The road was actually in great shape, but, true to the flyer, it crosses a running creek. Notwithstanding our impressive puddle-jumping track record, we decided it was not worth the risk without knowing what we'd find two miles in. We managed to get turned back around, and continued on, landing here, at what happens to be the lowest spot (4,800') on the whole route. Go figure. We later learned that there were plenty of available sites at Squaw Flat, up at 5,200', but we are just as happy to be here all alone, and as a bonus we don't have to haul 24 tons back up, then down the extra 400' and 15 miles. Plus, it's free, whereas the NPS wants $15 per night for dry camping -- although they have great rest rooms (which we, of course, don't need).

After we got settled in and on-line, and pulled the scooters out, we had an early dinner and then headed up to the park to catch the formations in late-afternoon sunlight, often the best time for viewing. Unfortunately, as we arrived at the park, dark clouds and rain started moving in from the west, depriving us of the very light we hoped for as well as getting us a bit wet in the process.

Nevertheless, we rode all the paved roads in this section of the park, including around the campground loops. Once again we found that Odyssey would have no trouble with perhaps 80% of the camp sites, despite a nominal 28' limit. Even on this holiday weekend, the campground was only about half full, which speaks volumes about how remote this park really is.

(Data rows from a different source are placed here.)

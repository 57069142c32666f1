//! Volcanic ejecta dispersal
//!
//! Monte Carlo sampling of eruption conditions combined with a discrete-time
//! ballistic integrator that tracks ash, pyroclast particles and rocks from
//! the vent until they come to rest on the ground.

pub mod config;
pub mod extrema;
pub mod fragmentation;
pub mod integrator;
pub mod monte_carlo;
pub mod output;
pub mod params;
pub mod population;
pub mod sampler;
pub mod sim;
pub mod state;
pub mod wind;

use thiserror::Error;

// Re-export main types
pub use config::SimConfig;
pub use extrema::{Extrema, ExtremaTracker};
pub use fragmentation::{ConicalBurst, FragmentationRule};
pub use integrator::{step, StepConfig, StepReport};
pub use monte_carlo::{run_trials, summarize_trials, TrialRecord, TrialSummary};
pub use params::{LaunchSpeed, SpeciesParams, SpeedRange};
pub use population::{terminal_velocity, ConeAxis, Population};
pub use sampler::{EruptionParameterSample, ParameterName, ParameterSampler};
pub use sim::{RunSummary, Simulation, TickSnapshot};
pub use state::{Color, Entity, EntityId, EntityState, Species, SplitStage};
pub use wind::{WindMode, WindModel};

/// Standard gravitational acceleration used by the reference eruption [m/s^2].
pub const G: f64 = 9.81;

#[derive(Debug, Error)]
pub enum EjectaError {
    #[error("invalid configuration: {0}")]
    InvalidConfiguration(String),
    #[error("distribution error: {0}")]
    Distribution(String),
    #[error("non-finite {species} state at tick {tick}")]
    NonFiniteState { species: Species, tick: u64 },
    #[error("io error: {0}")]
    Io(#[from] std::io::Error),
    #[error("csv error: {0}")]
    Csv(#[from] csv::Error),
    #[error("json error: {0}")]
    Json(#[from] serde_json::Error),
}

pub type Result<T> = std::result::Result<T, EjectaError>;

pub(crate) fn invalid(message: impl Into<String>) -> EjectaError {
    EjectaError::InvalidConfiguration(message.into())
}
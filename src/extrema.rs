//! Running maxima of horizontal travel and impact speeds

use std::collections::BTreeMap;

use nalgebra::Vector3;
use serde::Serialize;
use slotmap::SecondaryMap;

use crate::integrator::GroundContact;
use crate::population::Population;
use crate::state::{EntityId, Species};

#[derive(Debug, Clone, Copy, PartialEq)]
struct ExtremaRecord {
    max_distance: f64,
    owner_id: EntityId,
    owner_position: Vector3<f64>,
}

/// Farthest-travelled entity of a species
#[derive(Debug, Clone, Copy, PartialEq, Serialize)]
pub struct Extrema {
    /// Horizontal distance from the vent axis [m]
    pub max_distance: f64,
    pub owner_id: EntityId,
    pub owner_position: Vector3<f64>,
    /// Impact speed of the owner, if it has hit the ground and is tracked
    pub impact_speed: Option<f64>,
}

#[derive(Debug, Clone, Default)]
pub struct ExtremaTracker {
    records: BTreeMap<Species, ExtremaRecord>,
    impact_speeds: BTreeMap<Species, SecondaryMap<EntityId, f64>>,
}

impl ExtremaTracker {
    pub fn new() -> Self {
        Self::default()
    }

    /// Fold the post-step state of `population` into the running maxima
    pub fn observe(&mut self, population: &Population, contacts: &[GroundContact]) {
        let species = population.species();

        if population.params().track_impacts {
            let speeds = self.impact_speeds.entry(species).or_default();
            for contact in contacts {
                if !speeds.contains_key(contact.id) {
                    speeds.insert(contact.id, contact.speed);
                }
            }
        }

        let farthest = population
            .iter()
            .map(|(id, entity)| (id, entity.horizontal_distance(), entity.position))
            .reduce(|best, next| if next.1 > best.1 { next } else { best });

        let Some((owner_id, distance, owner_position)) = farthest else {
            return;
        };

        match self.records.get_mut(&species) {
            Some(record) if distance > record.max_distance => {
                *record = ExtremaRecord {
                    max_distance: distance,
                    owner_id,
                    owner_position,
                };
            }
            Some(_) => {}
            None => {
                self.records.insert(
                    species,
                    ExtremaRecord {
                        max_distance: distance,
                        owner_id,
                        owner_position,
                    },
                );
            }
        }
    }

    pub fn extrema(&self, species: Species) -> Option<Extrema> {
        let record = self.records.get(&species)?;
        Some(Extrema {
            max_distance: record.max_distance,
            owner_id: record.owner_id,
            owner_position: record.owner_position,
            impact_speed: self.impact_speed(species, record.owner_id),
        })
    }

    /// Largest horizontal distance seen so far, 0 before any observation
    pub fn max_distance(&self, species: Species) -> f64 {
        self.records
            .get(&species)
            .map(|record| record.max_distance)
            .unwrap_or(0.0)
    }

    pub fn impact_speed(&self, species: Species, id: EntityId) -> Option<f64> {
        self.impact_speeds
            .get(&species)
            .and_then(|speeds| speeds.get(id))
            .copied()
    }

    /// Every recorded impact speed of a species
    pub fn impact_speeds(&self, species: Species) -> Vec<(EntityId, f64)> {
        self.impact_speeds
            .get(&species)
            .map(|speeds| speeds.iter().map(|(id, speed)| (id, *speed)).collect())
            .unwrap_or_default()
    }
}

At one point, we chose to sit under a big rock to avoid the rain.

The weather cleared up completely just as we were leaving, so we at least got to see some of the more easterly formations nicely illuminated. On our way out we took the small turn-off for the "Needles Outpost," a private campground/store/gas station just outside the park boundary, which claimed to serve food as well. When we rolled up at 7:30ish, the place was closed, and, frankly, I couldn't tell if that was for the day, for the season, or forever (well, OK, we saw merchandise through the window, so they're probably open sometime, but with no hours posted, we couldn't tell when). We're glad we did not roll up there hoping for dinner.

We hope you all had a wonderful Fourth -- ours was dark and quiet, not a firework in sight or earshot. And as we rest here peacefully tonight on America's public lands, we can reflect on how blessed we are to live in this place of freedom and, yes, Independence.